Kurdish media had Thursday reported bombings by fighter jets and drones in Sidakan, Choman, and Haji Omran. No casualties were reported.
"In this operation, the headquarters of those conspiring against Iran's national security were destroyed," the Revolutionary Guards claimed in a statement Thursday.
The Erbil-based Hengaw Organization for Human Rights Friday said Iranian military forces were present in strength in Kurdish towns on the Iranian side of the border where mobile phones and the internet had been disrupted. Hengaw posted a video on its Twitter account allegedly showing a 'suicide drone' attack on Thursday.

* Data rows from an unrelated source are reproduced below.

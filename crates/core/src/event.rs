//! Domain event system: decoupled observation of the engine.
//!
//! Events are published when an assembly finishes, a layer degrades, a reply
//! is generated or memory changes. Hosts subscribe to log, audit or meter.

use chrono::{DateTime, Utc};
use serde::{Deserialize, Serialize};
use std::sync::Arc;
use tokio::sync::broadcast;

/// All domain events in the system.
#[derive(Debug, Clone, Serialize, Deserialize)]
pub enum DomainEvent {
    /// A context window was assembled for a session
    ContextAssembled {
        session_id: String,
        total_tokens: usize,
        active_layers: usize,
        relevance: f32,
        compressed: bool,
        timestamp: DateTime<Utc>,
    },

    /// A layer builder failed or timed out and was marked inactive
    LayerDegraded {
        session_id: String,
        layer: String,
        reason: String,
        timestamp: DateTime<Utc>,
    },

    /// The generation backend produced a reply
    ResponseGenerated {
        session_id: String,
        model: String,
        provider: String,
        tokens_used: u32,
        latency_ms: u64,
        timestamp: DateTime<Utc>,
    },

    /// A memory item was written to a tier
    MemoryStored {
        owner_id: String,
        tier: String,
        timestamp: DateTime<Utc>,
    },

    /// A memory item moved to the long tier
    MemoryPromoted {
        owner_id: String,
        item_id: String,
        timestamp: DateTime<Utc>,
    },

    /// A session was reset
    SessionReset {
        session_id: String,
        memory_preserved: bool,
        timestamp: DateTime<Utc>,
    },
}

/// A broadcast-based event bus for domain events.
///
/// Uses `tokio::sync::broadcast` for multi-consumer pub/sub.
pub struct EventBus {
    sender: broadcast::Sender<Arc<DomainEvent>>,
}

impl EventBus {
    /// Create a new event bus with the given capacity.
    pub fn new(capacity: usize) -> Self {
        let (sender, _) = broadcast::channel(capacity);
        Self { sender }
    }

    /// Publish an event to all subscribers.
    pub fn publish(&self, event: DomainEvent) {
        // No subscribers is fine
        let _ = self.sender.send(Arc::new(event));
    }

    /// Subscribe to receive events.
    pub fn subscribe(&self) -> broadcast::Receiver<Arc<DomainEvent>> {
        self.sender.subscribe()
    }
}

impl Default for EventBus {
    fn default() -> Self {
        Self::new(256)
    }
}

Neither the Kurdistan Regional Government nor the Iraqi government has yet reacted to the Iranian attacks.
Abdollah Mohtadi, Secretary-General of Komala, a leftist Iranian Kurdish group based in Kurdish Iraq, told Iran International TV Thursday that Tehran aimed to put pressure on the KRG to expel the Iranian Kurdish groups.

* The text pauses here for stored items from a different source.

//! Subcommand implementations.

pub mod assemble;
pub mod chat;
pub mod config_cmd;
pub mod memory;

use std::path::PathBuf;
use strata_config::AppConfig;
use strata_core::session::Attachment;

pub(crate) fn load_config() -> Result<AppConfig, Box<dyn std::error::Error>> {
    Ok(AppConfig::load().map_err(|e| format!("Failed to load config: {e}"))?)
}

/// Read each file as text; the file name becomes the attachment name.
pub(crate) fn read_attachments(paths: &[PathBuf]) -> Result<Vec<Attachment>, Box<dyn std::error::Error>> {
    paths
        .iter()
        .map(|path| -> Result<Attachment, Box<dyn std::error::Error>> {
            let text = std::fs::read_to_string(path)
                .map_err(|e| format!("Failed to read {}: {e}", path.display()))?;
            let name = path
                .file_name()
                .map(|n| n.to_string_lossy().into_owned())
                .unwrap_or_else(|| path.display().to_string());
            Ok(Attachment::new(name, text))
        })
        .collect()
}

Also speaking to Iran International TV on Friday, Shahram Mosulchi, a journalist, said the KRG preferred to urge both sides to avoid confrontation given the importance of political, security and economic relations with Iran.
Iranian forces have for decades carried out cross-border attacks on Iranian Kurdish groups training and organizing peshmerga fighters in northern Iraq. The Kurdish groups in turn have carried out sporadic attacks while maintaining a presence inside Iranian Kurdistan.

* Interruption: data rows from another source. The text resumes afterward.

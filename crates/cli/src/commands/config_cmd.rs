//! `strata config`: Configuration management commands.

use super::load_config;
use strata_config::AppConfig;

const REDACTED: &str = "[REDACTED]";

pub fn show() -> Result<(), Box<dyn std::error::Error>> {
    let config = redacted(load_config()?);
    println!("{}", toml::to_string_pretty(&config)?);
    Ok(())
}

pub fn init(force: bool) -> Result<(), Box<dyn std::error::Error>> {
    let config_dir = AppConfig::config_dir();
    let config_path = config_dir.join("config.toml");
    if config_path.exists() && !force {
        println!("  Config already exists: {}", config_path.display());
        println!("  Run with --force to overwrite.");
        return Ok(());
    }
    std::fs::create_dir_all(&config_dir)?;
    std::fs::write(&config_path, AppConfig::default_toml())?;
    println!("  Wrote default config to {}", config_path.display());
    Ok(())
}

/// Replace every secret with a placeholder.
fn redacted(mut config: AppConfig) -> AppConfig {
    if config.api_key.is_some() {
        config.api_key = Some(REDACTED.into());
    }
    for provider in config.providers.values_mut() {
        if provider.api_key.is_some() {
            provider.api_key = Some(REDACTED.into());
        }
    }
    config
}

#[cfg(test)]
mod tests {
    use super::*;
    use strata_config::ProviderConfig;

    #[test]
    fn secrets_are_redacted() {
        let mut config = AppConfig::default();
        config.api_key = Some("sk-live-123".into());
        config.providers.insert(
            "openai".into(),
            ProviderConfig {
                api_key: Some("sk-openai".into()),
                api_url: None,
                default_model: None,
            },
        );
        let shown = toml::to_string_pretty(&redacted(config)).unwrap();
        assert!(!shown.contains("sk-live-123"));
        assert!(!shown.contains("sk-openai"));
        assert!(shown.contains(REDACTED));
    }

    #[test]
    fn default_toml_round_trips() {
        let parsed: AppConfig = toml::from_str(&AppConfig::default_toml()).unwrap();
        assert!(parsed.validate().is_ok());
    }
}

Generally Iraqi Kurdish parties have tolerated the groups’ presence as long as they do not provoke a violent reaction from Tehran.
Among those holding bases, with varying degrees of tolerance from the Iraqi Kurdish parties and the KRG, are the Kurdistan Democratic Party of Iran (KDPI), and Komala, both of which want Kurdish autonomy within Iran.
A third group, Pejvak, or the Party of Free Life of Kurdistan, is linked to the pan-Kurdish group, Kurdistan Workers Party (PKK), which also has an affiliate in Syria.
At a meeting with visiting Iraqi Foreign Minister Fuad Hussein August 10, Ali Shamkhani secretary of Iran's Supreme National Security Council, urged Baghdad to expel the Kurdish groups or expect Tehran to take "preventative measures." Iraqi Prime Minister Mustafa al-Kadhimi is due to visit Iran Sunday.
On Monday [6 September], the commander of IRGC ground forces, General Mohammad Pakpour, visited the border area and said Tehran had complained to the Kurdish authorities and Baghdad about the freedom of movement of peshmerga near the borders.
Pakpour warned of a strong response from Iran and urged civilians to keep away from the headquarters of the Kurdish groups in the coming days to avoid danger.
There has been speculation as to whether Tehran’s saber-rattling is part of a long pattern of pressing the Iraqi Kurdish parties to more closely control their Iranian cousins or a sign of a looming more serious effort, possibly coordinated with Turkey to seriously weaken the rebel groups. In recent weeks, Iranian security has arrested scores of Kurds.
Three years ago Iran fired ballistic missiles at the KDPI headquarters in Koysanjak, northern Iraq, killing at least 16.